Pursuant to the same orders, the Israeli Military Attaché must respond to the complaint within eight weeks. Of this, Odeh says “it is very normal in most cases for a response to never be issued. In the cases where it is, it is usually declined, and may take an entire year to come.” Aside from that, there are no special regulations for handling emergency cases like funerals.

Filing a complaint to the Israeli Military Attaché is considered a prerequisite for filing a case in the Israeli Supreme Court. The court may take months to set a date for the case, meaning added delays for the banned party. Usually, the court session will last for a few minutes during which the court will look at confidential files provided by the secret services and listen to the reasons the Palestinian will present for travel.
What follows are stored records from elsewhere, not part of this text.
use anyhow::Result;
use opentelemetry::{trace::TracerProvider, KeyValue};
use opentelemetry_appender_tracing::layer::OpenTelemetryTracingBridge;
use opentelemetry_otlp::{LogExporter, WithExportConfig};
use opentelemetry_sdk::{
    logs::LoggerProvider,
    propagation::TraceContextPropagator,
    runtime,
    trace::{RandomIdGenerator, Sampler, TracerProvider as SdkTracerProvider},
    Resource,
};
use tracing_subscriber::{
    layer::SubscriberExt, registry::LookupSpan, util::SubscriberInitExt, EnvFilter, Layer,
};

use super::{TelemetryConfig, TelemetryProviders};

/// Initialize tracing with optional OpenTelemetry export.
///
/// With OTEL enabled, spans and log events are exported over OTLP/gRPC and
/// W3C trace context propagation is installed. Console output is JSON in
/// both modes.
pub fn init_telemetry(config: &TelemetryConfig) -> Result<Option<TelemetryProviders>> {
    let env_filter =
        EnvFilter::try_from_default_env().unwrap_or_else(|_| EnvFilter::new(&config.log_level));

    if !config.otel_enabled {
        tracing_subscriber::registry()
            .with(env_filter)
            .with(json_fmt_layer())
            .init();
        return Ok(None);
    }

    opentelemetry::global::set_text_map_propagator(TraceContextPropagator::new());

    let resource = Resource::new(vec![KeyValue::new(
        opentelemetry_semantic_conventions::resource::SERVICE_NAME,
        config.service_name.clone(),
    )]);

    let trace_exporter = opentelemetry_otlp::SpanExporter::builder()
        .with_tonic()
        .with_endpoint(&config.otel_endpoint)
        .build()?;

    let tracer_provider = SdkTracerProvider::builder()
        .with_batch_exporter(trace_exporter, runtime::Tokio)
        .with_sampler(Sampler::AlwaysOn)
        .with_id_generator(RandomIdGenerator::default())
        .with_resource(resource.clone())
        .build();

    let log_exporter = LogExporter::builder()
        .with_tonic()
        .with_endpoint(&config.otel_endpoint)
        .build()?;

    let logger_provider = LoggerProvider::builder()
        .with_batch_exporter(log_exporter, runtime::Tokio)
        .with_resource(resource)
        .build();

    let tracer = tracer_provider.tracer("geotrack");
    let otel_trace_layer = tracing_opentelemetry::layer().with_tracer(tracer);
    let otel_log_layer = OpenTelemetryTracingBridge::new(&logger_provider);

    // Trace layer before the log bridge so log records can pick up span context
    tracing_subscriber::registry()
        .with(env_filter)
        .with(otel_trace_layer)
        .with(otel_log_layer)
        .with(json_fmt_layer())
        .init();

    Ok(Some(TelemetryProviders {
        tracer_provider,
        logger_provider,
    }))
}

/// JSON console output, built per subscriber stack
fn json_fmt_layer<S>() -> impl Layer<S>
where
    S: tracing::Subscriber + for<'a> LookupSpan<'a>,
{
    tracing_subscriber::fmt::layer()
        .json()
        .with_span_list(true)
        .with_current_span(true)
}

/// Shutdown telemetry and flush any pending traces and logs
pub fn shutdown_telemetry(providers: Option<TelemetryProviders>) {
    if let Some(providers) = providers {
        if let Err(e) = providers.tracer_provider.shutdown() {
            eprintln!("Error shutting down tracer provider: {:?}", e);
        }
        if let Err(e) = providers.logger_provider.shutdown() {
            eprintln!("Error shutting down logger provider: {:?}", e);
        }
    }
}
A few weeks ago, a case concerning two sisters from Hebron (30 and 34) who wanted to travel to Jordan to attend their brother’s wedding was filed by a Palestinian lawyer. The response from the Occupation was that they were both “activists working for hamas”, and that the defence lawyer was not privy to further details or any evidence. The session lasted two minutes, and in it the judge studied the confidential file provided by the secret service and rejected the case, upholding the ban.

In other cases, and based on the reason a Palestinian presents for travel, the court may allow them to travel despite the confidential file, but under strict conditions. Among them is limiting which countries they are allowed to visit, or setting a time limit. In one instance, a woman was given 42 hours to go to Jordan for her daughter’s wedding and return. In other cases, the court will refuse to allow a banned person to travel to specific countries like Turkey and Malaysia for Israeli security considerations, as these countries are considered headquarters for activists in the Palestinian resistance.

The Israeli Occupation uses bans on travel as a tool to punish and limit Palestinians. In 2014, during the period in which the three settlers were kidnapped, the entire population of the Hebron Province aged below 50 were banned from travelling for close to a month and a half as a blatant restrictive procedure to the hub of popular resistance. According to Hilmi Alaraj, bans increased last year after a shooting that took place in Beit Furik in southern Nablus.

Odeh stipulates that in many cases, individuals banned from travel are blackmailed in an attempt to recruit them to work as agents for the Occupation’s intelligence. Odeh clarifies that in those cases, intelligence officers summon the banned person for interrogation and offer them a position as an agent, but do so in a clandestine and indirect way.